- Nearly 2,000 Amazon corporate employees took part in a staged walkout yesterday, with 900 protesting at the company’s headquarters
- Corporate workers are unhappy with senior management decisions on climate change, back-to-work mandates and mass layoffs
- Amazon’s share price was down 0.89% yesterday but still has long-term growth potential thanks to its AI and AWS business strands
Amazon can’t seem to catch a break lately. On top of flagging retail sales and a tricky economic environment to contend with, it now has unhappy corporate workers to add to its list of woes. Nearly 2,000 employees took part in a planned walkout this week, with climate change and a back-to-work mandate Amazon enforced from the start of May at the top of the agenda.
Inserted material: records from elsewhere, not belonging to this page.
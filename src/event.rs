//! Change-notification batch processing.
//!
//! Grounded on spec.md §4.4 and the queue's three accepted payload shapes
//! (§4.3): a direct job record, a `{Records: [...]}` change-notification
//! batch, or a `{"Event":"s3:TestEvent"}` ping. `EventProcessor` only
//! handles the batch shape; `queue`'s message dispatch handles the other
//! two.

use crate::state_store::{StateStore, StateStoreError};
use crate::types::JobInfo;
use serde::Deserialize;
use std::sync::Arc;
use thiserror::Error;
use tracing::{debug, instrument, warn};

#[derive(Debug, Error)]
pub enum EventError {
    #[error("unrecognized change-notification payload: {0}")]
    InvalidPayload(String),

    #[error(transparent)]
    StateStore(#[from] StateStoreError),
}

/// One `Records[]` entry of an S3-shaped change-notification batch.
#[derive(Debug, Deserialize)]
struct ChangeRecord {
    #[serde(rename = "eventName")]
    event_name: String,
    s3: ChangeRecordS3,
}

#[derive(Debug, Deserialize)]
struct ChangeRecordS3 {
    object: ChangeRecordObject,
}

#[derive(Debug, Deserialize)]
struct ChangeRecordObject {
    key: String,
    size: Option<u64>,
    #[serde(rename = "versionId")]
    version_id: Option<String>,
    sequencer: String,
}

#[derive(Debug, Deserialize)]
struct ChangeNotificationBatch {
    #[serde(rename = "Records")]
    records: Vec<ChangeRecord>,
}

/// Result of processing one change-notification batch: objects to
/// transfer and keys to delete, already filtered by the per-key sequencer.
#[derive(Debug, Default, Clone)]
pub struct ProcessedBatch {
    pub transfer: Vec<JobInfo>,
    pub delete: Vec<String>,
}

pub struct EventProcessor {
    state_store: Arc<dyn StateStore>,
}

impl EventProcessor {
    pub fn new(state_store: Arc<dyn StateStore>) -> Self {
        Self { state_store }
    }

    /// Parse and filter one change-notification batch. An unrecognized
    /// payload shape fails the whole batch (spec.md §4.4's "unknown payload
    /// shape causes the whole batch to fail visibly") so the queue
    /// redelivers it.
    #[instrument(skip(self, payload))]
    pub async fn process(&self, payload: &serde_json::Value) -> Result<ProcessedBatch, EventError> {
        let batch: ChangeNotificationBatch = serde_json::from_value(payload.clone())
            .map_err(|e| EventError::InvalidPayload(e.to_string()))?;

        let mut out = ProcessedBatch::default();
        for record in batch.records {
            let key = url_decode(&record.s3.object.key);

            let accepted = self
                .state_store
                .check_sequencer(&key, &record.s3.object.sequencer)
                .await?;
            if !accepted {
                debug!("discarding stale/duplicate event for {key}");
                continue;
            }

            if record.event_name.contains("ObjectRemoved") {
                out.delete.push(key);
            } else {
                let mut job = JobInfo::new(key, record.s3.object.size.unwrap_or(0));
                if let Some(version) = record.s3.object.version_id {
                    job = job.with_version(version);
                }
                out.transfer.push(job);
            }
        }
        Ok(out)
    }
}

/// URL-decode a change-notification key, treating `+` as space per S3's
/// (non-standard) encoding of object-change notification keys.
fn url_decode(raw: &str) -> String {
    let with_spaces = raw.replace('+', " ");
    urlencoding::decode(&with_spaces)
        .map(|s| s.into_owned())
        .unwrap_or_else(|e| {
            warn!("failed to URL-decode key {raw:?}: {e}");
            with_spaces
        })
}
//! Core data model: job records, per-worker configuration, and state-store
//! schemas shared across the storage, delta, queue, and migration layers.

use chrono::{DateTime, Utc};
use serde::{Deserialize, Serialize};
use std::collections::HashMap;

/// Default per-request attempt budget for a single part transfer.
pub const MAX_RETRIES: u32 = 5;
/// Default bound on concurrent part workers per object.
pub const MAX_THREADS: usize = 10;
/// Default page size for listing operations.
pub const MAX_KEYS: i32 = 1000;
/// Byte size above which the multipart path is used, by default.
pub const MULTIPART_THRESHOLD: u64 = 50 * 1024 * 1024;
/// Default target bytes per part.
pub const CHUNK_SIZE: u64 = 10 * 1024 * 1024;
/// Maximum records per `send_batch` call.
pub const QUEUE_BATCH_SIZE: usize = 10;
/// Upstream protocol's hard cap on multipart part count.
pub const MAX_PARTS: usize = 10_000;
/// Default wall-clock budget for one object's part transfers.
pub const JOB_TIMEOUT_SECS: u64 = 870;

/// Which object-storage API a bucket speaks. The S3-shaped variants differ
/// only in endpoint URL; Aliyun OSS has its own range and HEAD semantics
/// (see `storage::oss`).
#[derive(Debug, Clone, Copy, PartialEq, Eq, Serialize, Deserialize)]
pub enum SourceType {
    #[serde(rename = "Amazon_S3")]
    AmazonS3,
    #[serde(rename = "Aliyun_OSS")]
    AliyunOss,
    #[serde(rename = "Tencent_COS")]
    TencentCos,
    #[serde(rename = "Qiniu_Kodo")]
    QiniuKodo,
}

impl SourceType {
    /// Compute the backend's endpoint URL for a region, or `None` when the
    /// default (Amazon S3's own endpoint resolution) applies.
    pub fn endpoint_for_region(&self, region: &str) -> Option<String> {
        match self {
            SourceType::AmazonS3 => None,
            SourceType::AliyunOss => Some(format!("https://oss-{region}.aliyuncs.com")),
            SourceType::TencentCos => Some(format!("https://cos.{region}.myqcloud.com")),
            SourceType::QiniuKodo => Some(format!("https://s3-{region}.qiniucs.com")),
        }
    }
}

/// Normalized credential record. Replaces the duck-typed, renamed-per-backend
/// dict the original passed around; adapters consume it directly.
#[derive(Clone, Serialize, Deserialize, zeroize::ZeroizeOnDrop)]
pub struct Credentials {
    #[zeroize(skip)]
    pub access_key_id: String,
    pub secret_access_key: String,
    #[zeroize(skip)]
    pub region_name: Option<String>,
}

impl std::fmt::Debug for Credentials {
    fn fmt(&self, f: &mut std::fmt::Formatter<'_>) -> std::fmt::Result {
        f.debug_struct("Credentials")
            .field("access_key_id", &self.access_key_id)
            .field("secret_access_key", &"***")
            .field("region_name", &self.region_name)
            .finish()
    }
}

impl Credentials {
    pub fn new(
        access_key_id: impl Into<String>,
        secret_access_key: impl Into<String>,
        region_name: Option<String>,
    ) -> Self {
        Self {
            access_key_id: access_key_id.into(),
            secret_access_key: secret_access_key.into(),
            region_name,
        }
    }
}

/// One object to transfer, as produced by `DeltaFinder` or `EventProcessor`
/// and consumed by `Migrator`. Immutable once created.
#[derive(Debug, Clone, PartialEq, Eq, Serialize, Deserialize)]
pub struct JobInfo {
    pub key: String,
    pub size: u64,
    /// `"null"` when versioning is not in play.
    #[serde(default = "default_version")]
    pub version: String,
    #[serde(default)]
    pub storage_class: Option<String>,
}

fn default_version() -> String {
    "null".to_string()
}

impl JobInfo {
    pub fn new(key: impl Into<String>, size: u64) -> Self {
        Self {
            key: key.into(),
            size,
            version: default_version(),
            storage_class: None,
        }
    }

    pub fn with_version(mut self, version: impl Into<String>) -> Self {
        self.version = version.into();
        self
    }

    pub fn with_storage_class(mut self, storage_class: impl Into<String>) -> Self {
        self.storage_class = Some(storage_class.into());
        self
    }
}

/// Per-worker tunables. Mirrors `config.py::JobConfig`; loaded from
/// environment by `crate::config::Config::from_env`.
#[derive(Debug, Clone, Serialize, Deserialize)]
pub struct JobConfig {
    pub include_version: bool,
    pub include_metadata: bool,
    pub clean_unfinished_upload: bool,
    pub verify_md5_twice: bool,
    pub max_threads: usize,
    pub max_retries: u32,
    pub multipart_threshold: u64,
    pub chunk_size: u64,
    pub job_timeout: u64,
}

impl Default for JobConfig {
    fn default() -> Self {
        Self {
            include_version: false,
            include_metadata: false,
            clean_unfinished_upload: false,
            verify_md5_twice: false,
            max_threads: MAX_THREADS,
            max_retries: MAX_RETRIES,
            multipart_threshold: MULTIPART_THRESHOLD,
            chunk_size: CHUNK_SIZE,
            job_timeout: JOB_TIMEOUT_SECS,
        }
    }
}

/// Status of a migration attempt, as recorded in the state store.
#[derive(Debug, Clone, Copy, PartialEq, Eq, Serialize, Deserialize)]
pub enum JobStatus {
    Started,
    #[serde(rename = "DONE")]
    Done,
    #[serde(rename = "ERROR")]
    Error,
}

/// Durable per-object migration record, keyed by `bucket/key` in the state
/// store. Created at job start, updated in place at job end.
#[derive(Debug, Clone, Serialize, Deserialize)]
pub struct MigrationRecord {
    pub size: u64,
    #[serde(skip_serializing_if = "Option::is_none")]
    pub storage_class: Option<String>,
    pub des_bucket: String,
    pub des_key: String,
    #[serde(default)]
    pub extra_info: HashMap<String, String>,
    pub start_time: DateTime<Utc>,
    #[serde(skip_serializing_if = "Option::is_none")]
    pub end_time: Option<DateTime<Utc>>,
    #[serde(skip_serializing_if = "Option::is_none")]
    pub total_spent_time: Option<f64>,
    pub job_status: JobStatus,
    pub try_time: u32,
    #[serde(skip_serializing_if = "Option::is_none")]
    pub version_id: Option<String>,
    #[serde(skip_serializing_if = "Option::is_none")]
    pub etag: Option<String>,
    #[serde(default, skip_serializing_if = "String::is_empty")]
    pub err: String,
}

impl MigrationRecord {
    /// Start a fresh record for one transfer attempt.
    pub fn start(
        job: &JobInfo,
        des_bucket: impl Into<String>,
        des_key: impl Into<String>,
        extra_info: HashMap<String, String>,
    ) -> Self {
        Self {
            size: job.size,
            storage_class: job.storage_class.clone(),
            des_bucket: des_bucket.into(),
            des_key: des_key.into(),
            extra_info,
            start_time: Utc::now(),
            end_time: None,
            total_spent_time: None,
            job_status: JobStatus::Started,
            try_time: 1,
            version_id: if job.version == "null" {
                None
            } else {
                Some(job.version.clone())
            },
            etag: None,
            err: String::new(),
        }
    }

    /// Finalize the record with the outcome of one attempt.
    pub fn finish(&mut self, etag: Option<String>, err: impl Into<String>) {
        let end_time = Utc::now();
        let err = err.into();
        self.total_spent_time =
            Some((end_time - self.start_time).num_milliseconds() as f64 / 1000.0);
        self.end_time = Some(end_time);
        self.etag = etag;
        self.job_status = if err.is_empty() {
            JobStatus::Done
        } else {
            JobStatus::Error
        };
        self.err = err;
    }
}

/// Event-sequencer record: one row per object key, tracking the highest
/// accepted change-notification sequencer for that key.
#[derive(Debug, Clone, Serialize, Deserialize)]
pub struct EventSequencerRecord {
    pub object_key: String,
    pub sequencer: String,
}

/// HEAD metadata attributes recognized across backends. Fields a backend
/// doesn't support are left `None` rather than defaulted, so adapters can
/// tell "absent on the object" from "not supported by this backend".
#[derive(Debug, Clone, Default, Serialize, Deserialize)]
pub struct HeadMetadata {
    pub content_type: Option<String>,
    pub content_disposition: Option<String>,
    pub content_language: Option<String>,
    pub content_encoding: Option<String>,
    pub cache_control: Option<String>,
    pub expires: Option<DateTime<Utc>>,
    pub website_redirect_location: Option<String>,
    #[serde(default)]
    pub user_metadata: HashMap<String, String>,
}

#[cfg(test)]
mod tests {
    use super::*;

    #[test]
    fn job_info_defaults_version_to_null() {
        let job = JobInfo::new("a.txt", 10);
        assert_eq!(job.version, "null");
    }

    #[test]
    fn job_info_deserializes_without_version_field() {
        let job: JobInfo = serde_json::from_str(r#"{"key":"a.txt","size":10}"#).unwrap();
        assert_eq!(job.version, "null");
    }

    #[test]
    fn migration_record_finish_sets_done_on_empty_err() {
        let job = JobInfo::new("a.txt", 10);
        let mut rec = MigrationRecord::start(&job, "dest", "a.txt", HashMap::new());
        rec.finish(Some("\"abc\"".to_string()), "");
        assert_eq!(rec.job_status, JobStatus::Done);
        assert!(rec.start_time <= rec.end_time.unwrap());
    }

    #[test]
    fn migration_record_finish_sets_error_on_nonempty_err() {
        let job = JobInfo::new("a.txt", 10);
        let mut rec = MigrationRecord::start(&job, "dest", "a.txt", HashMap::new());
        rec.finish(None, "boom");
        assert_eq!(rec.job_status, JobStatus::Error);
        assert_eq!(rec.err, "boom");
    }

    #[test]
    fn source_type_endpoint_formulas() {
        assert_eq!(
            SourceType::AliyunOss.endpoint_for_region("cn-hangzhou"),
            Some("https://oss-cn-hangzhou.aliyuncs.com".to_string())
        );
        assert_eq!(
            SourceType::TencentCos.endpoint_for_region("ap-guangzhou"),
            Some("https://cos.ap-guangzhou.myqcloud.com".to_string())
        );
        assert_eq!(
            SourceType::QiniuKodo.endpoint_for_region("z0"),
            Some("https://s3-z0.qiniucs.com".to_string())
        );
        assert_eq!(SourceType::AmazonS3.endpoint_for_region("us-east-1"), None);
    }
}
Amazon’s share price suffered marginally at the walkout, which isn’t the first time the online shopping titan has seen unhappy employees raise their concerns. But analysts still think the share price has long-term growth potential thanks to Amazon’s renewed focus on AI. Let’s get into the details.
Thanks to AI, the tech market has seen a big rally and exceeded expectations in a difficult economic environment. Use AI to help your portfolio catch the upside with Q.ai’s Emerging Tech Kit, which is designed by humans and runs on a powerful AI algorithm.
It works by the AI sifting through huge amounts of data to find the top-performing tech stocks and ETFs for the week. Then, it dynamically updates the Kit’s holdings to help you build wealth and stay ahead of the curve at the same time.
MORE FOR YOU
Download Q.ai today for access to AI-powered investment strategies.
What are Amazon workers striking about?
Just under 2,000 employees went on strike yesterday afternoon, with the walk-out organized by Amazon Employees for Climate Justice and a remote work advocacy group. The protestors want Amazon’s climate impact to be “at the forefront of [Amazon’s] decision-making” and argue the back-to-work mandate doesn’t help to achieve the company’s climate change goals. 900 of the protestors were said to be outside Amazon’s HQ in Seattle.
Back in February, CEO Andy Jassy announced Amazon employees were expected to be in the office three days a week, with the policy taking effect at the start of May. At the time Jassy said the mandate would help with collaboration and be a “boost for the thousands of businesses located around our urban headquarter locations.”
Amazon workers are also protesting the layoffs that have taken place in the last year, with the e-commerce giant slashing 27,000 roles across two separate announcements. It was the largest layoff round Amazon has ever conducted in its 29-year history. In short, there’s a lot for Amazon’s corporate employees not to be very happy about.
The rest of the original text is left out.